The Peterson Center on Healthcare and the Kaiser Family Foundation have released an updated version of their interactive Health Spending Explorer. It is a fascinating place to spend a little time. It does not take long to uncover both alarming and reassuring trends.

The headline graphic that pops up when you visit the site’s interactive home page falls in the alarmist category, with its depiction of rocket-like growth of healthcare expenditures:

However, the same trends, served up differently, actually look reassuring. Consider the following version, which shows the same data in inflation-adjusted per capita terms, with the vertical axis changed to a logarithmic scale, so that equal slopes show equal percentage rates of change. It suggests that although healthcare spending continues to grow, its rate of growth has actually slowed a bit in recent years:

You can break total expenditures down in different ways, if you like. Here is a chart that focuses on the share of healthcare expenditures that are paid out of pocket:

Note that the trend of out-of-pocket costs has been largely flat since the early 2000’s, even as total expenditures have continued to rise.
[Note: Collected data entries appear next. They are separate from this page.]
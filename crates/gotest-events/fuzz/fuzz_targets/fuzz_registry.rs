// Copyright (c) 2026 - present Nicholas D. Crosbie
// SPDX-License-Identifier: MIT

//! Fuzz target for the decoder and registry
//!
//! Arbitrary input is decoded line by line and applied to a registry. Neither
//! step should ever panic.

#![no_main]

use libfuzzer_sys::fuzz_target;

use gotest_events::event::{Decoded, decode_line};
use gotest_events::registry::Registry;

fuzz_target!(|data: &[u8]| {
    if let Ok(input) = std::str::from_utf8(data) {
        let mut registry = Registry::new();

        for line in input.lines() {
            if let Ok(Decoded::Event(event)) = decode_line(line) {
                let _ = registry.apply(event);
            }
        }

        let _ = registry.summary();
    }
});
For a better idea of what is going on, we can zoom in on recent years and change the vertical scale from inflation-adjusted dollars to annual rates of change:

Cyclical effects presumably played a major role in producing the zero or negative growth in out-of-pocket healthcare spending from 2008 to 2014. Enrollment in Medicaid, which has modest out-of-pocket requirements, soared as unemployment rose early in the recession. At the same time, economic pressures undoubtedly induced some people to postpone or forgo needed treatments. After 2014, out-of-pocket expenditures began to rise again. Even without policy changes, some increase would have been expected as the economy recovered. However, part of the increase is presumably due to the effects of the ACA, which came fully into force in 2014. The ACA increased the total number of people covered by health insurance, increasing total expenditures, but it left many those new enrollees with substantial out-of-pocket costs.